───── Provided entries ─────

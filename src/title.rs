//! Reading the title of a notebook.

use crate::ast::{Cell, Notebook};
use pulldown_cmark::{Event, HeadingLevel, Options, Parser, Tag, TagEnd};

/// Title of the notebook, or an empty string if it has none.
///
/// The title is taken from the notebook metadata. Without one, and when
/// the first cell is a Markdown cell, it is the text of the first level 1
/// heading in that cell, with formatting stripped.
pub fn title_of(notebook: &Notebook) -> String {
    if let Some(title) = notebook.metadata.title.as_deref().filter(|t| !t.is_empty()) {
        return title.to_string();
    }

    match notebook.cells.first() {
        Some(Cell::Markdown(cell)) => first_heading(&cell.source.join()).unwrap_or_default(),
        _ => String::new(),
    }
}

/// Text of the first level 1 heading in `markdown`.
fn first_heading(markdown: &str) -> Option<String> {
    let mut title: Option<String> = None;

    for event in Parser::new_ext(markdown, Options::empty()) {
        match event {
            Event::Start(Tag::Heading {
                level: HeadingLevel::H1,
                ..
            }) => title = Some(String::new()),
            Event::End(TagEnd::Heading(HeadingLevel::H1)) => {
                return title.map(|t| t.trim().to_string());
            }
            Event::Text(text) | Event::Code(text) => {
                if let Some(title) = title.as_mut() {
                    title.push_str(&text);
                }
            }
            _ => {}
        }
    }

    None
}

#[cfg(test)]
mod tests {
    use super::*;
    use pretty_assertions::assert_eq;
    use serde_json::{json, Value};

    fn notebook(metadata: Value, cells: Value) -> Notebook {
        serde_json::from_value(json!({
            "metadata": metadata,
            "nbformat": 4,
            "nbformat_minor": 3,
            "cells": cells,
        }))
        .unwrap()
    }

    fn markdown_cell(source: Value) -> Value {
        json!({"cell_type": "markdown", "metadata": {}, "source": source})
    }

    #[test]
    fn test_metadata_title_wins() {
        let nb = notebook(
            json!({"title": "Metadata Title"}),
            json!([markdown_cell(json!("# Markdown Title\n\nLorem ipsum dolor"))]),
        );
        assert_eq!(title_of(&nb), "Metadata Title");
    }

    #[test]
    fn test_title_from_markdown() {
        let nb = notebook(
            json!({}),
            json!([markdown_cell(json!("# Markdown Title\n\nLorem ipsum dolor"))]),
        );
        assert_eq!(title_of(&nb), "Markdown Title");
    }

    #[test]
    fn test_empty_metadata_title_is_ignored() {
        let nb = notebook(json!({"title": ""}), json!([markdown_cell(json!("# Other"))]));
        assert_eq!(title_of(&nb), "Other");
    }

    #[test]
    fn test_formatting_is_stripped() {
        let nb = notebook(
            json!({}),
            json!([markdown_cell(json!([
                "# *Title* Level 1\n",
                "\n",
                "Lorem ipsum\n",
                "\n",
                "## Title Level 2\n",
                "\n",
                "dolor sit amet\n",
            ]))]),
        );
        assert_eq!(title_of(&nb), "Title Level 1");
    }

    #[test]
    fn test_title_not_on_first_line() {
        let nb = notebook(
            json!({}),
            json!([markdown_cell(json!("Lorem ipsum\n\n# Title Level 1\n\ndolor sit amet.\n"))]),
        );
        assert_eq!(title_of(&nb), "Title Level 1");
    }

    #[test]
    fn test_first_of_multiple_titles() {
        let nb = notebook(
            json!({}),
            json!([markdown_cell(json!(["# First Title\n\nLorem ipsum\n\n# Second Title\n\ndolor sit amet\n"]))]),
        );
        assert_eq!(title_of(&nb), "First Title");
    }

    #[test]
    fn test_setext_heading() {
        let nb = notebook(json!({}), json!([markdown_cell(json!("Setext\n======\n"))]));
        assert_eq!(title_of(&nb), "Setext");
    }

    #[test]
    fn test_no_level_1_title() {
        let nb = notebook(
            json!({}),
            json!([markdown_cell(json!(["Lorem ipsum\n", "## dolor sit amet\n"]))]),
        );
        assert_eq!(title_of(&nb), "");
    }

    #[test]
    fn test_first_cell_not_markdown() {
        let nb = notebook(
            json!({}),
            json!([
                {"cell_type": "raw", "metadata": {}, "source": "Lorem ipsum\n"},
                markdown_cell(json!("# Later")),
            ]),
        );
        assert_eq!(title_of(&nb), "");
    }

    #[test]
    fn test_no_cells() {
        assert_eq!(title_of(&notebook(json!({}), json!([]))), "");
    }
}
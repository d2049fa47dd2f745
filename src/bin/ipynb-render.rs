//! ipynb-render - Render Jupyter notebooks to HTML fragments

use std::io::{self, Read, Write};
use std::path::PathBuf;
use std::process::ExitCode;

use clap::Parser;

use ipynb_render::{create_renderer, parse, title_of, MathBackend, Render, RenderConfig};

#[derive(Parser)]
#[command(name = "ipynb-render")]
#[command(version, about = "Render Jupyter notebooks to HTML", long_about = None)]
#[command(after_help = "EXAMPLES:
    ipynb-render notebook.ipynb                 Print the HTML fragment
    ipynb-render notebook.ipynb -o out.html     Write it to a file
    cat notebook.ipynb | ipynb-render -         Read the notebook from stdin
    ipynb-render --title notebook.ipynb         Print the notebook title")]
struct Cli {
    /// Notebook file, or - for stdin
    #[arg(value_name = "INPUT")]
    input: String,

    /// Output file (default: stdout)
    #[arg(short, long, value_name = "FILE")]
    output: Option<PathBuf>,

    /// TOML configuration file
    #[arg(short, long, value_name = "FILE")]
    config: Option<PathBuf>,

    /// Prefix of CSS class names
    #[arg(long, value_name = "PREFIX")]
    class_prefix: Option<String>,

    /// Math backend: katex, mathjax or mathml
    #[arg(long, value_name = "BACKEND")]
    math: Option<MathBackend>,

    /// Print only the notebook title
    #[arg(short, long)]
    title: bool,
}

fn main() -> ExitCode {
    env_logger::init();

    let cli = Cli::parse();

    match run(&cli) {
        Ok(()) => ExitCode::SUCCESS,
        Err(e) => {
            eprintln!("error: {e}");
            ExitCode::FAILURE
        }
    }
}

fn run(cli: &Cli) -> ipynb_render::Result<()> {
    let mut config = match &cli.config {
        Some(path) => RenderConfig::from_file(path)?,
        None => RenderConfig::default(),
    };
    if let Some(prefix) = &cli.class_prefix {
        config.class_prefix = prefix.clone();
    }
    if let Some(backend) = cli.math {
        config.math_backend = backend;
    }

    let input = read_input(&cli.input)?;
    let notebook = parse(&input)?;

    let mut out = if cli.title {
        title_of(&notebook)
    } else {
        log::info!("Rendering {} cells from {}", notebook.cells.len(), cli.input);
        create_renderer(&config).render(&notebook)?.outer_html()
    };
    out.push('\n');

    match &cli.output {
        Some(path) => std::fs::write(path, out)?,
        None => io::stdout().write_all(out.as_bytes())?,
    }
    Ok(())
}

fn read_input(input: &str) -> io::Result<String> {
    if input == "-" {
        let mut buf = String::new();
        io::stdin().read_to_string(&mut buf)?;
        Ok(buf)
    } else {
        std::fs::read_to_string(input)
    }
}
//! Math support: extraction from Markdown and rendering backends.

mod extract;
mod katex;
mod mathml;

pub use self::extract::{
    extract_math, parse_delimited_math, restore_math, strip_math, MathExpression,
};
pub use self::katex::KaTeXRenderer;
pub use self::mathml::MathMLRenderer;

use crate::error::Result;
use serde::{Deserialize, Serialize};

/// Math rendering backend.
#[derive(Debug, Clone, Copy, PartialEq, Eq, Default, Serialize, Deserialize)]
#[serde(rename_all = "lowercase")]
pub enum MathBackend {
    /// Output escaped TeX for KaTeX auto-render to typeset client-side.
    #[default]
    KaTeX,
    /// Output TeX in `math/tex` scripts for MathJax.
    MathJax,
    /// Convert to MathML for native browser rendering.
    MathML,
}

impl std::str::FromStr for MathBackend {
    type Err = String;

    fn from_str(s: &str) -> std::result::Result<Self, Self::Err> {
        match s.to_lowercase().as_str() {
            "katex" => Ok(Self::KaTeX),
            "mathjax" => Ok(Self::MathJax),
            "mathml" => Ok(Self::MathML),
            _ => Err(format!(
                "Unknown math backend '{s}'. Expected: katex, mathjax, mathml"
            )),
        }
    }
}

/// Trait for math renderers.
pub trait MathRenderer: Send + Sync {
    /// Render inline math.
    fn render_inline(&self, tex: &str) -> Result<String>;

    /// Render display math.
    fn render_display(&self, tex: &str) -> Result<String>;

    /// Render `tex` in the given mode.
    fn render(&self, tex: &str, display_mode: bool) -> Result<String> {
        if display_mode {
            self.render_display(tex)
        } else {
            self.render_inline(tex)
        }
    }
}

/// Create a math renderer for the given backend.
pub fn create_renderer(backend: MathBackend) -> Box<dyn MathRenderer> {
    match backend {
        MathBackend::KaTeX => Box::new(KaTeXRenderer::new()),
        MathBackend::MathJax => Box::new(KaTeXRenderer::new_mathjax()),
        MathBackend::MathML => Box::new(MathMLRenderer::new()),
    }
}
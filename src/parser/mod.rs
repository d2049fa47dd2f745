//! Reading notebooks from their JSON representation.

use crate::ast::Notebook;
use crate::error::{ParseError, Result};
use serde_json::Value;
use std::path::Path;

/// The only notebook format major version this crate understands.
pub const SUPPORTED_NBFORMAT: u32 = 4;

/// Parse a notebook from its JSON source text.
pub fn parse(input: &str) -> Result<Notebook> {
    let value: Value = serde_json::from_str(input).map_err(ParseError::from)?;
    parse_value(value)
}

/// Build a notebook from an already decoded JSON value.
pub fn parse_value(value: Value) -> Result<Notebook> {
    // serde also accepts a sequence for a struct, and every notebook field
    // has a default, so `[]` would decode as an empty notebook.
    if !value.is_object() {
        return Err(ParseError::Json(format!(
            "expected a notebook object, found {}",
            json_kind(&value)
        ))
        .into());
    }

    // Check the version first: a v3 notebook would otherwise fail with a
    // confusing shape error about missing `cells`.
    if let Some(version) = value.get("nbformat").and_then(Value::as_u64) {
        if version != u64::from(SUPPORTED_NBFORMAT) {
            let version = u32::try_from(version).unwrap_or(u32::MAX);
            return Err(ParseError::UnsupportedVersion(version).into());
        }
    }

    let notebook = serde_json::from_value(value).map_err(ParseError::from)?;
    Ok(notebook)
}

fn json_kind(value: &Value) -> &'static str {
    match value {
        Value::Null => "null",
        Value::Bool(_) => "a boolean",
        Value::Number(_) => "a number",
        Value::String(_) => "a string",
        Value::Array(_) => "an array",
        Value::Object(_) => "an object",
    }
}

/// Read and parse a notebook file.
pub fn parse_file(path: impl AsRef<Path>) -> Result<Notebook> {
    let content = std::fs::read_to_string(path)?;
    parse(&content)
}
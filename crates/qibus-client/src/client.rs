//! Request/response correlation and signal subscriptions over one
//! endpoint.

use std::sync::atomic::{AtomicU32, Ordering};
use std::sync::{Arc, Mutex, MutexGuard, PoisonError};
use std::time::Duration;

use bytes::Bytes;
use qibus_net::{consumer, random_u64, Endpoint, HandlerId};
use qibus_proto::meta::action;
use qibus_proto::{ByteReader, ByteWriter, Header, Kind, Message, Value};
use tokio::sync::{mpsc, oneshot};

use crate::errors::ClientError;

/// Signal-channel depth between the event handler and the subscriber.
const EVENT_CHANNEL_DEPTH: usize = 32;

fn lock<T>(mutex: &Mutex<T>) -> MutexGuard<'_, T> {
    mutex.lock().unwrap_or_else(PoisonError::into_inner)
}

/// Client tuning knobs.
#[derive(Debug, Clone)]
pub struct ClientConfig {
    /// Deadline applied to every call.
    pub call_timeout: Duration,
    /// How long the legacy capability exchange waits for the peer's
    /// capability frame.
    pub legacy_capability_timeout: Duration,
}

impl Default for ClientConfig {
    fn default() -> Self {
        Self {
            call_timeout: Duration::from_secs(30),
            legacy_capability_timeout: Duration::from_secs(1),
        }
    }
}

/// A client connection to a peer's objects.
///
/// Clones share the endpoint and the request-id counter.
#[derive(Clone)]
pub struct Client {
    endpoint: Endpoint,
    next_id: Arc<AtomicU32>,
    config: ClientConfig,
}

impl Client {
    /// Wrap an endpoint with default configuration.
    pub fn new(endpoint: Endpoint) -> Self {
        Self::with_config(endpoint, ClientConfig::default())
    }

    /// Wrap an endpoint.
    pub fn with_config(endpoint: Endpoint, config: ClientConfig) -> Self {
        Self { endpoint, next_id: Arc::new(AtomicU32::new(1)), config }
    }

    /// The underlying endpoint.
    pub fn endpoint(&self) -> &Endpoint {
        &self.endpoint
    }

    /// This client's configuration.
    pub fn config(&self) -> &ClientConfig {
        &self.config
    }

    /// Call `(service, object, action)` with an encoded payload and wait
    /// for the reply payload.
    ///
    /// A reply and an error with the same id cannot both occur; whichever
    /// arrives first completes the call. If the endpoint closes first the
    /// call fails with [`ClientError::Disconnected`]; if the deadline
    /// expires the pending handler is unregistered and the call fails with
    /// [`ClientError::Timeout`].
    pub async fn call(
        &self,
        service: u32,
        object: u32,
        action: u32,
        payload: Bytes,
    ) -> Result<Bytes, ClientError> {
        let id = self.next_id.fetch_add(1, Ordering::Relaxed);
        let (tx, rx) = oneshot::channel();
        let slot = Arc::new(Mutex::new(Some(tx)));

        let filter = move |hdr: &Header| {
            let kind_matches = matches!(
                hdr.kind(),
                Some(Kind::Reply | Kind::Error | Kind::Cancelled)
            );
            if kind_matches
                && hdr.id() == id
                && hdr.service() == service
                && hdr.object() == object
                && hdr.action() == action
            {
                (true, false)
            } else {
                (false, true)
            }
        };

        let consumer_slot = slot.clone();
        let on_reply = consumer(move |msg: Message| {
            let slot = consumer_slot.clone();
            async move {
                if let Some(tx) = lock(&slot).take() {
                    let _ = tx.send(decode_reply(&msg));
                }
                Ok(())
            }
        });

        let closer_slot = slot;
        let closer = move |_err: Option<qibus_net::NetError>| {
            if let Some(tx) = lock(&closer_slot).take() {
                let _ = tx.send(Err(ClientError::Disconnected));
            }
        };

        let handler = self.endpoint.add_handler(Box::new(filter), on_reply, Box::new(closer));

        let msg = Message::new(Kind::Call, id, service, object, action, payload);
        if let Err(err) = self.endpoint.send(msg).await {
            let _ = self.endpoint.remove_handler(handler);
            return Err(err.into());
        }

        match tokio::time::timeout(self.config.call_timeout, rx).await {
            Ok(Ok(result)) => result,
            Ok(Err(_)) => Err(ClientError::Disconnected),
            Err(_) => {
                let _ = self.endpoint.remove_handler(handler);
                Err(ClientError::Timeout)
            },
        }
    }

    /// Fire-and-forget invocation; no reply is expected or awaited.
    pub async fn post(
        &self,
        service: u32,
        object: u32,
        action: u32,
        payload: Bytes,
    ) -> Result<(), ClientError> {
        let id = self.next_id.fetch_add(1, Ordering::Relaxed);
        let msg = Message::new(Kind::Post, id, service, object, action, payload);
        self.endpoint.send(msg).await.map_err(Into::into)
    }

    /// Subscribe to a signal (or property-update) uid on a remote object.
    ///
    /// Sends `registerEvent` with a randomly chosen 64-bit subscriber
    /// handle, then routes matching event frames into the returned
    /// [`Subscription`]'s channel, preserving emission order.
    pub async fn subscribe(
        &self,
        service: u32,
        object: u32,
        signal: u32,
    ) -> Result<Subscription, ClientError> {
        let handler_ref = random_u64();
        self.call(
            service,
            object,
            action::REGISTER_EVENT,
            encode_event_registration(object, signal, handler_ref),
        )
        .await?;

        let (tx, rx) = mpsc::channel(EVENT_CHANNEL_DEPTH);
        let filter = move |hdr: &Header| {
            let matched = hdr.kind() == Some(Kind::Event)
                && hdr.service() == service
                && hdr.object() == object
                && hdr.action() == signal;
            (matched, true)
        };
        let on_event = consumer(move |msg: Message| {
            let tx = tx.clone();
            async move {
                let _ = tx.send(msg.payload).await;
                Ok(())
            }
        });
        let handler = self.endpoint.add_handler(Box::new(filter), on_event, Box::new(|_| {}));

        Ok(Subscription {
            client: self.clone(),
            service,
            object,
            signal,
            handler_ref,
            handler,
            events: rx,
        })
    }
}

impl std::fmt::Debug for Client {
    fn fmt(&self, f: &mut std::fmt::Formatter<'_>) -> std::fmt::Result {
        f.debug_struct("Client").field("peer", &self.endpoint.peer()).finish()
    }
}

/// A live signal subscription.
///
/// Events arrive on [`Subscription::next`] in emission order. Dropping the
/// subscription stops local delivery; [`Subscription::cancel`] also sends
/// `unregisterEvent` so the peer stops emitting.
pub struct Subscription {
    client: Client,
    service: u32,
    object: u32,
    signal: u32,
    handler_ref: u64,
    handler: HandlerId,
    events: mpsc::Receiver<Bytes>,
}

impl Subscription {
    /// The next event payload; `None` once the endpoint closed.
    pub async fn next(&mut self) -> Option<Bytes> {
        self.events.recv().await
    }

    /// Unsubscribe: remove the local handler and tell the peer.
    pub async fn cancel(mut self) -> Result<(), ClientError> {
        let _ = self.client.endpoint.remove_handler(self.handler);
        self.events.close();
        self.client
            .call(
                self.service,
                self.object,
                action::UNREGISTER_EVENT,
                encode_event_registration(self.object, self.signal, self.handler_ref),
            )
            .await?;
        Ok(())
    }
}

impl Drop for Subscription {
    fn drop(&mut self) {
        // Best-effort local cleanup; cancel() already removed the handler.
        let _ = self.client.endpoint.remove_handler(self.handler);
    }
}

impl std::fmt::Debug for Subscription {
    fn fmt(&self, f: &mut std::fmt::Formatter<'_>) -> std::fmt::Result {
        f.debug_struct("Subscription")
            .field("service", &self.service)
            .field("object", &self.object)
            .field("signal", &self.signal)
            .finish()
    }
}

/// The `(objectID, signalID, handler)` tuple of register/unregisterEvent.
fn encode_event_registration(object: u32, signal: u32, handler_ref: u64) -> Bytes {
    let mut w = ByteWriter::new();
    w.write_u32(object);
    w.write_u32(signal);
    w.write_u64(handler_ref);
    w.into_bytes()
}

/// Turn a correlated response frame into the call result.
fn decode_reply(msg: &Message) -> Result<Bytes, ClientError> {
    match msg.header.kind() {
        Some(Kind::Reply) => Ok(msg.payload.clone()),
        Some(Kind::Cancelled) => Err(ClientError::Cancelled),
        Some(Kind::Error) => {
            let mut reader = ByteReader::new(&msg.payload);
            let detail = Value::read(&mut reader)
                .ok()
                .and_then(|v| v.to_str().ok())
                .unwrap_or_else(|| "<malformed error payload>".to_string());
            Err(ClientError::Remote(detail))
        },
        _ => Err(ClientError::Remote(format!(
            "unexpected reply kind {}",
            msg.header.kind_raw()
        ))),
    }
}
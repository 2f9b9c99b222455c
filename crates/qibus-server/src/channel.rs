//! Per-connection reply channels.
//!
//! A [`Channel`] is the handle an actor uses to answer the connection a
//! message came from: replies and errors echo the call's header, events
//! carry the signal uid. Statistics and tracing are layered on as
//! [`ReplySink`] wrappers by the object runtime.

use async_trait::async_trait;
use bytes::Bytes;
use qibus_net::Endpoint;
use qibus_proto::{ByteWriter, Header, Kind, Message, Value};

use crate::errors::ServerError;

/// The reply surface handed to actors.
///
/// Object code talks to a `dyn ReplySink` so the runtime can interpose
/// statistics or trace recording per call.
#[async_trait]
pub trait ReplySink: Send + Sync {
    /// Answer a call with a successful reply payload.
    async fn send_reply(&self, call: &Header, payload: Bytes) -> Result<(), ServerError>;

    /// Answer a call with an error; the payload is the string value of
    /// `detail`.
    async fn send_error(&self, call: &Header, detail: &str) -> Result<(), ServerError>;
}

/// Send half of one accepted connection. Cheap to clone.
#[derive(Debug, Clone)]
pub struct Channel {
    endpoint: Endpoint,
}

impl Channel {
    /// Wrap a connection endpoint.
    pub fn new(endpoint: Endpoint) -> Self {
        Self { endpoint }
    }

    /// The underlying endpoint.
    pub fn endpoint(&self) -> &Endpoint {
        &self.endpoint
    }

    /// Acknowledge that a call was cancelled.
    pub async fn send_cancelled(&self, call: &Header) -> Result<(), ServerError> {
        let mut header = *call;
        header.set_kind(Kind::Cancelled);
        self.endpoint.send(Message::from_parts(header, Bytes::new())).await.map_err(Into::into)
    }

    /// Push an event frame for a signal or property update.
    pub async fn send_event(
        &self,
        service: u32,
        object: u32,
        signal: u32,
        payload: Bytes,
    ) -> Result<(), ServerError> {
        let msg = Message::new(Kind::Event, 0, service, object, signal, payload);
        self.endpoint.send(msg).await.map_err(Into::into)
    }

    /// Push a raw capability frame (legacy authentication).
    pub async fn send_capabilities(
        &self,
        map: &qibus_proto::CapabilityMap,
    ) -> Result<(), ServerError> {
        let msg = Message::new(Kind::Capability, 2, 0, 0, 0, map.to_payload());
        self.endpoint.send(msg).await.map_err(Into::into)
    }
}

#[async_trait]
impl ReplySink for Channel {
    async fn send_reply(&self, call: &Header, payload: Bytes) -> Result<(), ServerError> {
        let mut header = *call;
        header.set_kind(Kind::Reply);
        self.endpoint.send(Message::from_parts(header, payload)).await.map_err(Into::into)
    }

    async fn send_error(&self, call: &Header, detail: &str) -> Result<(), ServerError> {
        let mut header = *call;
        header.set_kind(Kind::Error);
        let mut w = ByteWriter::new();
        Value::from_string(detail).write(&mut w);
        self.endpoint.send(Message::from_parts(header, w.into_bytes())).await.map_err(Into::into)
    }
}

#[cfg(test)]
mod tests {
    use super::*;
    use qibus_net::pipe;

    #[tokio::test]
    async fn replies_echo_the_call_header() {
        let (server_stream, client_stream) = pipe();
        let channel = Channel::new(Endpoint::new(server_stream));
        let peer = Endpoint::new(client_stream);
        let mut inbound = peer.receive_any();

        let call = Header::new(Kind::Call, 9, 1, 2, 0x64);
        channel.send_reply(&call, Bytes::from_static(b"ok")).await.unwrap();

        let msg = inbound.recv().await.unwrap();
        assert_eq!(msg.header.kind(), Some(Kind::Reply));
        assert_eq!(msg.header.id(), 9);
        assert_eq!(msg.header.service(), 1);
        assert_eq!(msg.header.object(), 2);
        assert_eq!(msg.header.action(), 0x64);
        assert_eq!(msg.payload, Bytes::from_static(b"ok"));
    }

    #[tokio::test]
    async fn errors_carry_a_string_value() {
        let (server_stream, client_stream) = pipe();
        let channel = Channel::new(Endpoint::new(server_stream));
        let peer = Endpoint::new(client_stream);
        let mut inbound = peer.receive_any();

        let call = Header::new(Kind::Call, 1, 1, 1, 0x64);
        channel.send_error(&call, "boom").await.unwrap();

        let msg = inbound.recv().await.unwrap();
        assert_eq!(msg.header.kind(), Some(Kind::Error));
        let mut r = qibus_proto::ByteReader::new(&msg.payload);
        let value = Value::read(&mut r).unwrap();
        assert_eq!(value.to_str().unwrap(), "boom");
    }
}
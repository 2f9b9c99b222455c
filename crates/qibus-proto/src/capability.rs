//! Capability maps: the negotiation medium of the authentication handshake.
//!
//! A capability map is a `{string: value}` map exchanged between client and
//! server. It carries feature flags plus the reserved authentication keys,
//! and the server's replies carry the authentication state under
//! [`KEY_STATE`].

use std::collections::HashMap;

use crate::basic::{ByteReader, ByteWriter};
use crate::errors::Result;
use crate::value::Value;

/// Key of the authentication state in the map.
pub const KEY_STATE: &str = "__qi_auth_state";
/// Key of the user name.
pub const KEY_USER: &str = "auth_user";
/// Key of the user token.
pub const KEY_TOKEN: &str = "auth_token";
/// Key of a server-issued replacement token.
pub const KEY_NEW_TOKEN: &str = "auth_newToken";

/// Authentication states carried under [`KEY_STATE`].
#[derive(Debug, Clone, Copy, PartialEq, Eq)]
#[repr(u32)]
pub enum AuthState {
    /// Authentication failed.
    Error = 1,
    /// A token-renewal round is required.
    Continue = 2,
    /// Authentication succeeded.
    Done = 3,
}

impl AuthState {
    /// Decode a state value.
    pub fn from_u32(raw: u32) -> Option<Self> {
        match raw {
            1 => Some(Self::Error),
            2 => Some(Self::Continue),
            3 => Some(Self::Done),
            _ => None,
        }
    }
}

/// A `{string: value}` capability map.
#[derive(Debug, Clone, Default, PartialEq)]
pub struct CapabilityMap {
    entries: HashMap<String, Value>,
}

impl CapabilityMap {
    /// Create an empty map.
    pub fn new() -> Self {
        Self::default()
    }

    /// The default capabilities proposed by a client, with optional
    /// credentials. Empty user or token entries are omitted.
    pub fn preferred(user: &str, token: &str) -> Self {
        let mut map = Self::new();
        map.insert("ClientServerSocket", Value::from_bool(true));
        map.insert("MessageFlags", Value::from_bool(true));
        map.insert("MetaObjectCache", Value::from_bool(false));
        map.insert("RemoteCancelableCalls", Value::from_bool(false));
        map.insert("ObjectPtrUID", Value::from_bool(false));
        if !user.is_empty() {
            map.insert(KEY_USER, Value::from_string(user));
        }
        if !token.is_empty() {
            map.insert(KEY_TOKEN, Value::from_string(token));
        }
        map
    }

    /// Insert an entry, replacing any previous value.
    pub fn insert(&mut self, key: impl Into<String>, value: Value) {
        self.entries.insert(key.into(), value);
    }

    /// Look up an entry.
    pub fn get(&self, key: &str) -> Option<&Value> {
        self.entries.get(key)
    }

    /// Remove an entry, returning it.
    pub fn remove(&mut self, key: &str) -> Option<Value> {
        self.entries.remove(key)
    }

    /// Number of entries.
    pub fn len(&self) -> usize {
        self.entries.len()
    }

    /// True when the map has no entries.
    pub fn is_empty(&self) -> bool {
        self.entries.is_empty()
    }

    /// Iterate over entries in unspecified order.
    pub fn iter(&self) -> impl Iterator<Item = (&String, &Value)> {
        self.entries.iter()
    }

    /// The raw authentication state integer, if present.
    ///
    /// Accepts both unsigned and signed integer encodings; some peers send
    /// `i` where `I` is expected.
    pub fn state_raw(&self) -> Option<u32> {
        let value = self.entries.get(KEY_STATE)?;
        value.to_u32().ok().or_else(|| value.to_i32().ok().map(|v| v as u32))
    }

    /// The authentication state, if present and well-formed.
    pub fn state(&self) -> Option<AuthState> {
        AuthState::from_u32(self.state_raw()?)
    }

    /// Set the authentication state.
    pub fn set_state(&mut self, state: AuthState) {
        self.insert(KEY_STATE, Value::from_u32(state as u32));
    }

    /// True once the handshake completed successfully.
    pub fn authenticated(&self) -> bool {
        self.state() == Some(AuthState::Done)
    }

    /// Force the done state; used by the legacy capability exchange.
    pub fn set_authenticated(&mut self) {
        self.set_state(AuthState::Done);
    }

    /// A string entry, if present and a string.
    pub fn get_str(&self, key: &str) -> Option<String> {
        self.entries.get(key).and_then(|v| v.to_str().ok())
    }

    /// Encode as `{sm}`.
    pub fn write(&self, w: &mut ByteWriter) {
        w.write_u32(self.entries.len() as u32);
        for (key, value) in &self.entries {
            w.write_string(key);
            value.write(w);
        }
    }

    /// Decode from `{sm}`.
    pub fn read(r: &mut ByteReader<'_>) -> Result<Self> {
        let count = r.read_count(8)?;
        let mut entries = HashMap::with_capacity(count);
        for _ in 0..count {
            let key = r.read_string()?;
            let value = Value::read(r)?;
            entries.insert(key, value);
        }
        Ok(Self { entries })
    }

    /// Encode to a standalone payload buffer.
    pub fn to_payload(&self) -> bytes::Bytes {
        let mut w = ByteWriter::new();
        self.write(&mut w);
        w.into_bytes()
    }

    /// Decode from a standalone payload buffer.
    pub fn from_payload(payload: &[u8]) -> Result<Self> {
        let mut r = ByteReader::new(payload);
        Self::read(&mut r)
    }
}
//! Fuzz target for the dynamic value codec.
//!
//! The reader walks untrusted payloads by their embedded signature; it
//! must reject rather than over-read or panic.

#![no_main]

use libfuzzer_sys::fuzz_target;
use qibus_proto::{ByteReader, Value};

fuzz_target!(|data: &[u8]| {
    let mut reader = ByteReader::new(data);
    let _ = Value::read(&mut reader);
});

─────

Reproduce the lines of the entries above from the one with "ExitCode::FAILURE" to the one with "if let Some(prefix)", both included, exactly and without any other line.

            ExitCode::FAILURE
        }
    }
}

fn run(cli: &Cli) -> ipynb_render::Result<()> {
    let mut config = match &cli.config {
        Some(path) => RenderConfig::from_file(path)?,
        None => RenderConfig::default(),
    };
    if let Some(prefix) = &cli.class_prefix {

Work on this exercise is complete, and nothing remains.